--- Exercise inputs Enclosed Below ---

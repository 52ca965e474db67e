//! Per-connection-kind registries (monitors, EmProps clients) keyed by connection
//! id. Each connection owns a bounded outgoing queue; a slow consumer's queue fills
//! up, `try_send` fails, and the registry evicts that sender and flags the
//! connection for a slow-consumer close so its socket-writer task can send a close
//! frame and the client reconnects with a clean channel (§4.10 "Backpressure").

use std::collections::{HashMap, HashSet};
use std::sync::Arc;

use axum::extract::ws::Message;
use tokio::sync::{mpsc, RwLock};
use tracing::warn;

/// WebSocket close code used when a consumer falls behind and its queue is
/// evicted; the client is expected to reconnect rather than treat this as fatal.
pub const SLOW_CONSUMER_CLOSE_CODE: u16 = 1008;

pub struct ConnectionRegistry {
    kind: &'static str,
    capacity: usize,
    senders: RwLock<HashMap<String, mpsc::Sender<Message>>>,
    overflowed: RwLock<HashSet<String>>,
}

impl ConnectionRegistry {
    pub fn new(kind: &'static str, capacity: usize) -> Arc<Self> {
        Arc::new(Self {
            kind,
            capacity,
            senders: RwLock::new(HashMap::new()),
            overflowed: RwLock::new(HashSet::new()),
        })
    }

    /// Registers a new connection and returns the receiving half of its outgoing
    /// queue; the caller's socket-writer task forwards everything it receives.
    pub async fn register(&self, id: String) -> mpsc::Receiver<Message> {
        let (tx, rx) = mpsc::channel(self.capacity);
        self.senders.write().await.insert(id, tx);
        rx
    }

    pub async fn remove(&self, id: &str) {
        self.senders.write().await.remove(id);
        self.overflowed.write().await.remove(id);
    }

    pub async fn len(&self) -> usize {
        self.senders.read().await.len()
    }

    /// Consumes and returns whether `id` was evicted for a full queue since the
    /// last call; the socket-writer task polls this after its channel closes to
    /// decide whether to send a slow-consumer close frame or a plain one.
    pub async fn take_overflow(&self, id: &str) -> bool {
        self.overflowed.write().await.remove(id)
    }

    async fn evict_for_overflow(&self, id: &str) {
        self.senders.write().await.remove(id);
        self.overflowed.write().await.insert(id.to_string());
        warn!(kind = self.kind, id, "evicting slow consumer, queue was full");
    }

    /// Sends to exactly one connection; used for EmProps's per-client job scoping.
    /// A missing queue is not an error the caller needs to act on; a full one
    /// evicts the consumer so its writer task closes the socket.
    pub async fn send_to(&self, id: &str, message: Message) {
        let full = {
            let senders = self.senders.read().await;
            match senders.get(id) {
                Some(tx) => tx.try_send(message).is_err(),
                None => false,
            }
        };
        if full {
            self.evict_for_overflow(id).await;
        }
    }

    /// Sends to every connection of this kind, in registration-iteration order.
    /// `(§4.10)`: all subscribers of the same kind see events in publish order,
    /// which holds here since `dispatch` calls this once per source event in the
    /// order it reads them off the shared pub/sub channel.
    pub async fn broadcast(&self, message: Message) {
        let overflowed: Vec<String> = {
            let senders = self.senders.read().await;
            senders
                .iter()
                .filter_map(|(id, tx)| {
                    if tx.try_send(message.clone()).is_err() {
                        Some(id.clone())
                    } else {
                        None
                    }
                })
                .collect()
        };
        for id in overflowed {
            self.evict_for_overflow(&id).await;
        }
    }
}

#[cfg(test)]
mod tests {
    use super::*;

    #[tokio::test]
    async fn register_then_broadcast_delivers_to_receiver() {
        let registry = ConnectionRegistry::new("test", 4);
        let mut rx = registry.register("c-1".to_string()).await;

        registry.broadcast(Message::Text("hello".into())).await;

        let received = rx.recv().await.unwrap();
        assert_eq!(received, Message::Text("hello".into()));
    }

    #[tokio::test]
    async fn removed_connection_receives_nothing() {
        let registry = ConnectionRegistry::new("test", 4);
        registry.register("c-1".to_string()).await;
        registry.remove("c-1").await;
        assert_eq!(registry.len().await, 0);
    }

    #[tokio::test]
    async fn full_queue_does_not_panic_the_broadcaster() {
        let registry = ConnectionRegistry::new("test", 1);
        let mut rx = registry.register("c-1".to_string()).await;
        registry.broadcast(Message::Text("one".into())).await;
        registry.broadcast(Message::Text("two".into())).await; // queue full, evicted

        let first = rx.recv().await.unwrap();
        assert_eq!(first, Message::Text("one".into()));
    }

    #[tokio::test]
    async fn overflow_evicts_sender_and_reports_once() {
        let registry = ConnectionRegistry::new("test", 1);
        let mut rx = registry.register("c-1".to_string()).await;
        registry.broadcast(Message::Text("one".into())).await;
        registry.broadcast(Message::Text("two".into())).await; // queue full, evicted

        assert!(registry.take_overflow("c-1").await);
        assert!(!registry.take_overflow("c-1").await); // flag consumed, not sticky

        let _ = rx.recv().await; // drains the buffered "one"
        assert_eq!(rx.recv().await, None); // sender was dropped on eviction
        assert_eq!(registry.len().await, 0);
    }
}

--- End of Enclosed Exercise inputs ---

The task
Retype exactly the lines of the data above, starting at its first line and finishing with the line that has "of its outgoing" in it.

Task response
repository 52ca965e474db67e
//! Per-connection-kind registries (monitors, EmProps clients) keyed by connection
//! id. Each connection owns a bounded outgoing queue; a slow consumer's queue fills
//! up, `try_send` fails, and the registry evicts that sender and flags the
//! connection for a slow-consumer close so its socket-writer task can send a close
//! frame and the client reconnects with a clean channel (§4.10 "Backpressure").

use std::collections::{HashMap, HashSet};
use std::sync::Arc;

use axum::extract::ws::Message;
use tokio::sync::{mpsc, RwLock};
use tracing::warn;

/// WebSocket close code used when a consumer falls behind and its queue is
/// evicted; the client is expected to reconnect rather than treat this as fatal.
pub const SLOW_CONSUMER_CLOSE_CODE: u16 = 1008;

pub struct ConnectionRegistry {
    kind: &'static str,
    capacity: usize,
    senders: RwLock<HashMap<String, mpsc::Sender<Message>>>,
    overflowed: RwLock<HashSet<String>>,
}

impl ConnectionRegistry {
    pub fn new(kind: &'static str, capacity: usize) -> Arc<Self> {
        Arc::new(Self {
            kind,
            capacity,
            senders: RwLock::new(HashMap::new()),
            overflowed: RwLock::new(HashSet::new()),
        })
    }

    /// Registers a new connection and returns the receiving half of its outgoing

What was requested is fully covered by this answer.